• Brief: The word "PartialOrd" marks the lines to copy; find all of them in the entries below.

• Input for this task:
// Path: crates/types/src/app/fields.rs

//! Validated scalar fields shared by account records and instructions.

use crate::error::ValidationError;
use serde::{Deserialize, Serialize};
use std::fmt;

/// The maximum UTF-8 encoded length of any entity name.
pub const MAX_NAME_LEN: usize = 28;

/// The inclusive upper bound of an address risk score.
pub const MAX_RISK: u8 = 10;

/// An entity name of at most [`MAX_NAME_LEN`] UTF-8 bytes.
///
/// Over-long names are rejected, never truncated.
#[derive(Clone, PartialEq, Eq, PartialOrd, Ord, Hash, Default, Serialize, Deserialize)]
#[serde(try_from = "String", into = "String")]
pub struct Name(String);

impl Name {
    /// Validates and wraps a name.
    pub fn new(name: impl Into<String>) -> Result<Self, ValidationError> {
        let name = name.into();
        if name.len() > MAX_NAME_LEN {
            return Err(ValidationError::NameTooLong {
                len: name.len(),
                max: MAX_NAME_LEN,
            });
        }
        Ok(Self(name))
    }

    /// Returns the name as a string slice.
    pub fn as_str(&self) -> &str {
        &self.0
    }

    /// Returns the UTF-8 encoded length.
    pub fn len(&self) -> usize {
        self.0.len()
    }

    /// Returns `true` for the empty name.
    pub fn is_empty(&self) -> bool {
        self.0.is_empty()
    }
}

impl TryFrom<String> for Name {
    type Error = ValidationError;
    fn try_from(value: String) -> Result<Self, Self::Error> {
        Self::new(value)
    }
}

impl TryFrom<&str> for Name {
    type Error = ValidationError;
    fn try_from(value: &str) -> Result<Self, Self::Error> {
        Self::new(value)
    }
}

impl From<Name> for String {
    fn from(name: Name) -> Self {
        name.0
    }
}

impl AsRef<str> for Name {
    fn as_ref(&self) -> &str {
        &self.0
    }
}

impl fmt::Display for Name {
    fn fmt(&self, f: &mut fmt::Formatter<'_>) -> fmt::Result {
        f.write_str(&self.0)
    }
}

impl fmt::Debug for Name {
    fn fmt(&self, f: &mut fmt::Formatter<'_>) -> fmt::Result {
        write!(f, "{:?}", self.0)
    }
}

/// A risk score in `0..=10`.
#[derive(Clone, Copy, PartialEq, Eq, PartialOrd, Ord, Hash, Default, Debug, Serialize, Deserialize)]
#[serde(try_from = "u8", into = "u8")]
pub struct RiskScore(u8);

impl RiskScore {
    /// The lowest score.
    pub const MIN: RiskScore = RiskScore(0);
    /// The highest score.
    pub const MAX: RiskScore = RiskScore(MAX_RISK);

    /// Returns the raw score.
    pub fn value(self) -> u8 {
        self.0
    }
}

impl TryFrom<i64> for RiskScore {
    type Error = ValidationError;
    fn try_from(value: i64) -> Result<Self, Self::Error> {
        match u8::try_from(value) {
            Ok(v) if v <= MAX_RISK => Ok(Self(v)),
            _ => Err(ValidationError::RiskOutOfRange(value)),
        }
    }
}

impl TryFrom<u8> for RiskScore {
    type Error = ValidationError;
    fn try_from(value: u8) -> Result<Self, Self::Error> {
        Self::try_from(i64::from(value))
    }
}

impl From<RiskScore> for u8 {
    fn from(r: RiskScore) -> Self {
        r.0
    }
}

impl fmt::Display for RiskScore {
    fn fmt(&self, f: &mut fmt::Formatter<'_>) -> fmt::Result {
        write!(f, "{}", self.0)
    }
}

#[cfg(test)]
mod tests {
    use super::*;

    #[test]
    fn name_boundary() {
        assert!(Name::new("").is_ok());
        assert!(Name::new("a".repeat(28)).is_ok());
        assert_eq!(
            Name::new("a".repeat(29)),
            Err(ValidationError::NameTooLong { len: 29, max: 28 })
        );
    }

    #[test]
    fn name_limit_counts_bytes_not_chars() {
        // 14 two-byte characters fit exactly; one more does not.
        assert!(Name::new("é".repeat(14)).is_ok());
        assert_eq!(
            Name::new("é".repeat(15)),
            Err(ValidationError::NameTooLong { len: 30, max: 28 })
        );
    }

    #[test]
    fn risk_boundary() {
        assert_eq!(RiskScore::try_from(0i64).map(u8::from), Ok(0));
        assert_eq!(RiskScore::try_from(10i64).map(u8::from), Ok(10));
        assert_eq!(
            RiskScore::try_from(-1i64),
            Err(ValidationError::RiskOutOfRange(-1))
        );
        assert_eq!(
            RiskScore::try_from(11i64),
            Err(ValidationError::RiskOutOfRange(11))
        );
        assert_eq!(
            RiskScore::try_from(255u8),
            Err(ValidationError::RiskOutOfRange(255))
        );
    }

    #[test]
    fn name_deserialization_validates() {
        let ok: Result<Name, _> = serde_json::from_str("\"hapi.one\"");
        assert!(ok.is_ok());
        let too_long = format!("\"{}\"", "x".repeat(29));
        let err: Result<Name, _> = serde_json::from_str(&too_long);
        assert!(err.is_err());
    }
}
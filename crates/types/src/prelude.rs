// Path: crates/types/src/prelude.rs

//! A curated set of commonly used traits and types.

pub use crate::app::{
    Address, Case, CaseStatus, Category, CategoryMask, Community, Name, Network, Pubkey,
    Reporter, ReporterType, RiskScore,
};
pub use crate::codec::Account;
pub use crate::error::{ClientError, CodecError, ErrorCode, ValidationError};
pub use crate::keys::SeedPath;

/// An extension trait for `Option` that provides a convenient `required` method
/// to convert an `Option` to a `Result` with a specific error.
pub trait OptionExt<T> {
    /// Converts an `Option<T>` to a `Result<T, E>`, returning the provided
    /// error if the option is `None`.
    fn required<E>(self, err: E) -> Result<T, E>;
}

impl<T> OptionExt<T> for Option<T> {
    fn required<E>(self, err: E) -> Result<T, E> {
        self.ok_or(err)
    }
}
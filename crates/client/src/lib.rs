// Path: crates/client/src/lib.rs
//! # HAPI Client Crate Lints
//!
//! This crate enforces a strict set of lints to ensure high-quality,
//! panic-free, and well-documented code. Panics are disallowed in non-test
//! code to promote robust error handling.
#![cfg_attr(
    not(test),
    deny(
        clippy::unwrap_used,
        clippy::expect_used,
        clippy::panic,
        clippy::unimplemented,
        clippy::todo,
        clippy::indexing_slicing
    )
)]

//! # HAPI Client
//!
//! Entity-level operations over the HAPI program. [`ReaderClient`] derives,
//! fetches and decodes records; [`AuthorityClient`] and [`ReporterClient`]
//! encode, submit and confirm instructions, then re-read the record they wrote.
//! Chain access goes through the collaborator traits of `hapi-api`;
//! [`RpcAccountFetcher`] is the JSON-RPC implementation of the read side.

pub mod authority;
pub mod reader;
pub mod reporter;
pub mod response;
pub mod rpc;

pub use authority::AuthorityClient;
pub use reader::ReaderClient;
pub use reporter::ReporterClient;
pub use response::{ActionResponse, CaseCreated, CaseTransaction, ViewResponse};
pub use rpc::RpcAccountFetcher;
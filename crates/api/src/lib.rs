// Path: crates/api/src/lib.rs

//! # HAPI API Crate Lints
//!
//! This crate enforces a strict set of lints to ensure high-quality,
//! panic-free, and well-documented code. Panics are disallowed in non-test
//! code to promote robust error handling.
#![cfg_attr(
    not(test),
    deny(
        clippy::unwrap_used,
        clippy::expect_used,
        clippy::panic,
        clippy::todo,
        clippy::unimplemented,
        clippy::indexing_slicing
    )
)]
#![deny(missing_docs)]
//! # HAPI API
//!
//! The boundary between the SDK and the host chain. The SDK needs exactly two
//! capabilities from the outside world: fetch the raw bytes stored at an
//! address, and submit a signed transaction then wait for its outcome. Both are
//! expressed here as object-safe async traits so that the orchestration layer
//! can run against a live RPC node or an in-memory ledger alike.

/// Collaborator traits for account reads and transaction submission.
pub mod chain;
/// Re-exports all core error types from the central `hapi-types` crate.
pub mod error;

/// A curated set of the most commonly used traits and types.
pub mod prelude {
    pub use crate::chain::{AccountFetcher, TransactionSubmitter};
    pub use crate::error::{ChainError, ClientError, ErrorCode};
}
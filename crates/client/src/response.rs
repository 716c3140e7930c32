// Path: crates/client/src/response.rs
//! Envelopes returned by the entity-level client operations.

use hapi_types::app::{Pubkey, TxSignature};
use hapi_types::instruction::Instruction;
use serde::Serialize;

/// The result of a read: the decoded record and the address it was read from.
#[derive(Debug, Clone, PartialEq, Eq, Serialize)]
#[serde(rename_all = "camelCase")]
pub struct ViewResponse<T> {
    /// The derived account address.
    pub account: Pubkey,
    /// The decoded record.
    pub data: T,
}

/// The result of a write: the landed transaction and the record as re-read
/// after confirmation.
#[derive(Debug, Clone, PartialEq, Eq, Serialize)]
#[serde(rename_all = "camelCase")]
pub struct ActionResponse<T> {
    /// The confirmed transaction signature.
    pub tx_hash: TxSignature,
    /// The derived account address.
    pub account: Pubkey,
    /// The record after the write.
    pub data: T,
}

impl<T> ActionResponse<T> {
    pub(crate) fn new(tx_hash: TxSignature, view: ViewResponse<T>) -> Self {
        Self {
            tx_hash,
            account: view.account,
            data: view.data,
        }
    }
}

/// A new case together with the id it was allocated.
#[derive(Debug, Clone, PartialEq, Eq, Serialize)]
#[serde(rename_all = "camelCase")]
pub struct CaseCreated<T> {
    /// The write result.
    #[serde(flatten)]
    pub response: ActionResponse<T>,
    /// The case id read from the community counter.
    pub case_id: u64,
}

/// An unsigned case-creation instruction for signing elsewhere.
#[derive(Debug, Clone, PartialEq, Eq)]
pub struct CaseTransaction {
    /// The instruction to sign and submit.
    pub instruction: Instruction,
    /// The case id the instruction allocates.
    pub case_id: u64,
}

#[cfg(test)]
mod tests {
    use super::*;

    #[test]
    fn serializes_in_camel_case() {
        let response = CaseCreated {
            response: ActionResponse {
                tx_hash: TxSignature("5ig".into()),
                account: Pubkey::default(),
                data: 7u8,
            },
            case_id: 3,
        };
        let json = serde_json::to_value(&response).unwrap();
        assert_eq!(json["txHash"], "5ig");
        assert_eq!(json["account"], "11111111111111111111111111111111");
        assert_eq!(json["data"], 7);
        assert_eq!(json["caseId"], 3);
    }
}
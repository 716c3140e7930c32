// Path: crates/types/src/app/community.rs

//! The community record: the root tenant, owner of the case counter.

use super::{AccountType, Name, Pubkey};
use crate::codec::{expect_account_type, Account, Field, FieldKind, Layout, RawRecord, Reader, Writer};
use crate::error::CodecError;
use serde::{Deserialize, Serialize};

/// The community record exactly as stored on chain.
#[derive(Clone, Debug, PartialEq, Eq)]
pub struct CommunityRaw {
    /// Always [`AccountType::Community`] for a valid record.
    pub account_type: u8,
    /// The key allowed to manage the community.
    pub authority: [u8; 32],
    /// The id the next created case must use.
    pub next_case_id: u64,
    /// The community name.
    pub name: String,
}

impl RawRecord for CommunityRaw {
    const LAYOUT: Layout = Layout(&[
        Field::new("account_type", FieldKind::U8),
        Field::new("authority", FieldKind::PublicKey),
        Field::new("next_case_id", FieldKind::U64),
        Field::new("name", FieldKind::Name),
    ]);

    fn write(&self, w: &mut Writer) {
        w.put_u8(self.account_type);
        w.put_key(&self.authority);
        w.put_u64(self.next_case_id);
        w.put_name(&self.name);
    }

    fn read(r: &mut Reader<'_>) -> Result<Self, CodecError> {
        Ok(Self {
            account_type: r.read_u8()?,
            authority: r.read_key()?,
            next_case_id: r.read_u64()?,
            name: r.read_name("name")?,
        })
    }
}

/// A community.
#[derive(Clone, Debug, PartialEq, Eq, Serialize, Deserialize)]
#[serde(rename_all = "camelCase")]
pub struct Community {
    /// The key allowed to manage the community.
    pub authority: Pubkey,
    /// The id the next created case must use. Incremented by the program only.
    pub next_case_id: u64,
    /// The community name.
    pub name: Name,
}

impl Community {
    /// Creates a community record.
    pub fn new(authority: Pubkey, next_case_id: u64, name: Name) -> Self {
        Self {
            authority,
            next_case_id,
            name,
        }
    }
}

impl Account for Community {
    const ACCOUNT_TYPE: AccountType = AccountType::Community;
    type Raw = CommunityRaw;

    fn to_raw(&self) -> CommunityRaw {
        CommunityRaw {
            account_type: Self::ACCOUNT_TYPE.into(),
            authority: self.authority.to_bytes(),
            next_case_id: self.next_case_id,
            name: self.name.to_string(),
        }
    }

    fn from_raw(raw: CommunityRaw) -> Result<Self, CodecError> {
        expect_account_type(raw.account_type, Self::ACCOUNT_TYPE)?;
        Ok(Self {
            authority: Pubkey::new(raw.authority),
            next_case_id: raw.next_case_id,
            name: super::decoded_name("name", raw.name)?,
        })
    }
}
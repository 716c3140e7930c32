// Path: crates/types/src/app/network.rs

//! The network record: a tracked chain scoped to one community.

use super::{AccountType, Name};
use crate::codec::{expect_account_type, Account, Field, FieldKind, Layout, RawRecord, Reader, Writer};
use crate::error::CodecError;
use serde::{Deserialize, Serialize};

/// The network record exactly as stored on chain.
#[derive(Clone, Debug, PartialEq, Eq)]
pub struct NetworkRaw {
    /// Always [`AccountType::Network`] for a valid record.
    pub account_type: u8,
    /// The network name.
    pub name: String,
}

impl RawRecord for NetworkRaw {
    const LAYOUT: Layout = Layout(&[
        Field::new("account_type", FieldKind::U8),
        Field::new("name", FieldKind::Name),
    ]);

    fn write(&self, w: &mut Writer) {
        w.put_u8(self.account_type);
        w.put_name(&self.name);
    }

    fn read(r: &mut Reader<'_>) -> Result<Self, CodecError> {
        Ok(Self {
            account_type: r.read_u8()?,
            name: r.read_name("name")?,
        })
    }
}

/// A tracked network.
#[derive(Clone, Debug, PartialEq, Eq, Serialize, Deserialize)]
pub struct Network {
    /// The network name.
    pub name: Name,
}

impl Network {
    /// Creates a network record.
    pub fn new(name: Name) -> Self {
        Self { name }
    }
}

impl Account for Network {
    const ACCOUNT_TYPE: AccountType = AccountType::Network;
    type Raw = NetworkRaw;

    fn to_raw(&self) -> NetworkRaw {
        NetworkRaw {
            account_type: Self::ACCOUNT_TYPE.into(),
            name: self.name.to_string(),
        }
    }

    fn from_raw(raw: NetworkRaw) -> Result<Self, CodecError> {
        expect_account_type(raw.account_type, Self::ACCOUNT_TYPE)?;
        Ok(Self {
            name: super::decoded_name("name", raw.name)?,
        })
    }
}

• Exercise solution:
#[derive(Clone, PartialEq, Eq, PartialOrd, Ord, Hash, Default, Serialize, Deserialize)]
#[derive(Clone, Copy, PartialEq, Eq, PartialOrd, Ord, Hash, Default, Debug, Serialize, Deserialize)]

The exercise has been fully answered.